A nervous disposition
When a child is born with a serious health problem or disability, parents have the difficult task of coming to terms with the condition and learning to meet their child’s additional needs. In this situation, questions sometimes arise as to whether the pregnancy was managed appropriately and whether the problem should have been diagnosed antenatally.
Problems (known as fetal anomalies) can often be picked up during pregnancy through antenatal care and screening. These risk factors should then be discussed with the parents so that important decisions can be made in light of what the future picture is for the baby.
Obstetric ultrasound scans are routinely offered, including a fetal anomaly scan which usually takes place between 18 and 21 weeks, to monitor fetal development. Although rare, the types of physical problems which may be identified include structural malformations in the brain (such as holoprosencephaly or agenesis of the corpus callosum), neural tube defects (which may cause conditions such as spina bifida), congenital heart malformations, abdominal wall defects and genitourinary problems (such as renal agenesis and polycystic kidney disease).
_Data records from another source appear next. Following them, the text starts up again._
// Types and enums for the queue lifecycle controller
use super::broadcaster::{SubscriberId, Subscription};
use super::error::ControllerResult;
use chrono::{DateTime, Utc};
use serde::{Deserialize, Serialize};
use std::fmt;
use std::time::Duration;
use tokio::sync::oneshot;

#[derive(Debug, Clone, Copy, PartialEq, Eq, Serialize, Deserialize)]
#[serde(rename_all = "snake_case")]
pub enum QueueState {
    Idle,
    Searching,
    MatchFound,
    Accepted,
}

impl QueueState {
    pub fn as_str(&self) -> &'static str {
        match self {
            QueueState::Idle => "idle",
            QueueState::Searching => "searching",
            QueueState::MatchFound => "match_found",
            QueueState::Accepted => "accepted",
        }
    }
}

impl fmt::Display for QueueState {
    fn fmt(&self, f: &mut fmt::Formatter<'_>) -> fmt::Result {
        f.write_str(self.as_str())
    }
}

/// Point-in-time view of the controller, handed out by value.
#[derive(Debug, Clone, PartialEq, Serialize, Deserialize)]
pub struct ControllerSnapshot {
    pub queue_state: QueueState,
    pub auto_accept_enabled: bool,
    pub last_event: Option<String>,
    pub last_state_change_at: Option<DateTime<Utc>>,
    pub last_match_found_at: Option<DateTime<Utc>>,
}

impl ControllerSnapshot {
    pub fn initial(auto_accept_enabled: bool) -> Self {
        Self {
            queue_state: QueueState::Idle,
            auto_accept_enabled,
            last_event: None,
            last_state_change_at: None,
            last_match_found_at: None,
        }
    }
}

/// Rectangular screen region in absolute pixel coordinates.
#[derive(Debug, Clone, Copy, Default, PartialEq, Eq, Serialize, Deserialize)]
pub struct DetectionRegion {
    pub x: i32,
    pub y: i32,
    pub width: i32,
    pub height: i32,
}

impl DetectionRegion {
    pub fn new(x: i32, y: i32, width: i32, height: i32) -> Self {
        Self {
            x,
            y,
            width,
            height,
        }
    }

    /// A region with zero or negative size disables whatever uses it
    pub fn is_configured(&self) -> bool {
        self.width > 0 && self.height > 0
    }

    pub fn center(&self) -> (i32, i32) {
        (
            self.x.saturating_add(self.width / 2),
            self.y.saturating_add(self.height / 2),
        )
    }

    /// True when the far edges `x + width` and `y + height` fit in `i32`
    pub fn fits_screen_space(&self) -> bool {
        self.x.checked_add(self.width).is_some() && self.y.checked_add(self.height).is_some()
    }
}

#[derive(Debug, Clone, Copy, PartialEq)]
pub struct ClickPolicy {
    pub delay_min: Duration,
    pub delay_max: Duration,
    pub jitter_px: i32,
    pub cooldown: Duration,
}

impl Default for ClickPolicy {
    fn default() -> Self {
        Self {
            delay_min: Duration::from_millis(200),
            delay_max: Duration::from_millis(500),
            jitter_px: 4,
            cooldown: Duration::from_secs(1),
        }
    }
}

/// Logical click destination; the click gate maps it onto a region.
#[derive(Debug, Clone, Copy, PartialEq, Eq)]
pub enum ClickTarget {
    Accept,
    Queue,
}

impl ClickTarget {
    pub fn label(&self) -> &'static str {
        match self {
            ClickTarget::Accept => "Accept button",
            ClickTarget::Queue => "Find Match / Cancel button",
        }
    }
}

/// Colour criteria the screen probe evaluates inside a region
#[derive(Debug, Clone, Copy, PartialEq, Serialize, Deserialize)]
#[serde(default)]
pub struct MatchCriteria {
    pub r: u8,
    pub g: u8,
    pub b: u8,
    /// Max per-channel distance for a pixel to count as matching
    pub tolerance: u8,
    /// Fraction of region pixels (0.0-1.0] that must match
    pub min_fraction: f32,
}

impl Default for MatchCriteria {
    fn default() -> Self {
        Self {
            r: 0,
            g: 200,
            b: 0,
            tolerance: 40,
            min_fraction: 0.5,
        }
    }
}

/// Everything the controller reads from configuration at construction or reconfigure.
#[derive(Debug, Clone, PartialEq)]
pub struct ControllerSettings {
    pub accept_region: DetectionRegion,
    pub queue_region: DetectionRegion,
    pub match_criteria: MatchCriteria,
    pub poll_interval: Duration,
    pub click_policy: ClickPolicy,
    /// Seconds before an unanswered match disarms auto-accept; <= 0 disables
    pub stop_after_match_found_s: f64,
    pub auto_accept_enabled: bool,
}

impl Default for ControllerSettings {
    fn default() -> Self {
        Self {
            accept_region: DetectionRegion::default(),
            queue_region: DetectionRegion::default(),
            match_criteria: MatchCriteria::default(),
            poll_interval: Duration::from_millis(750),
            click_policy: ClickPolicy::default(),
            stop_after_match_found_s: 15.0,
            auto_accept_enabled: true,
        }
    }
}

/// Observation emitted by a detection loop, tagged with the loop's epoch
#[derive(Debug, Clone, Copy, PartialEq, Eq)]
pub struct Observation {
    pub epoch: u64,
    pub state: QueueState,
}

/// Requests handled by the controller task. Replies travel back on the oneshot.
#[derive(Debug)]
pub enum ControllerCommand {
    StartQueue(oneshot::Sender<ControllerResult<ControllerSnapshot>>),
    StopQueue(oneshot::Sender<ControllerResult<ControllerSnapshot>>),
    Reset(oneshot::Sender<ControllerSnapshot>),
    SetAutoAccept(bool, oneshot::Sender<ControllerSnapshot>),
    Subscribe(oneshot::Sender<Subscription>),
    Unsubscribe(SubscriberId),
    SubscriberCount(oneshot::Sender<usize>),
    Reconfigure(Box<ControllerSettings>),
    Shutdown,
}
Other tests which may be undertaken during pregnancy to indicate the possibility of fetal anomaly include serological screening of the mother’s blood, measurement of nuchal translucency and screening for chromosomal (genetic) disorders.
Testing for chromosomal disorders is often undertaken using a sample of amniotic fluid (taken by amniocentesis) or a sample of the placenta (taken by chorionic villus sampling). Genetic disorders arising from “trisomy” (an extra copy of a particular chromosome), leading to conditions such as Down’s Syndrome, Edward’s Syndrome or Patau’s Syndrome, may be diagnosed. Other genetic anomalies may also be identified through analysis of the fetal chromosomes.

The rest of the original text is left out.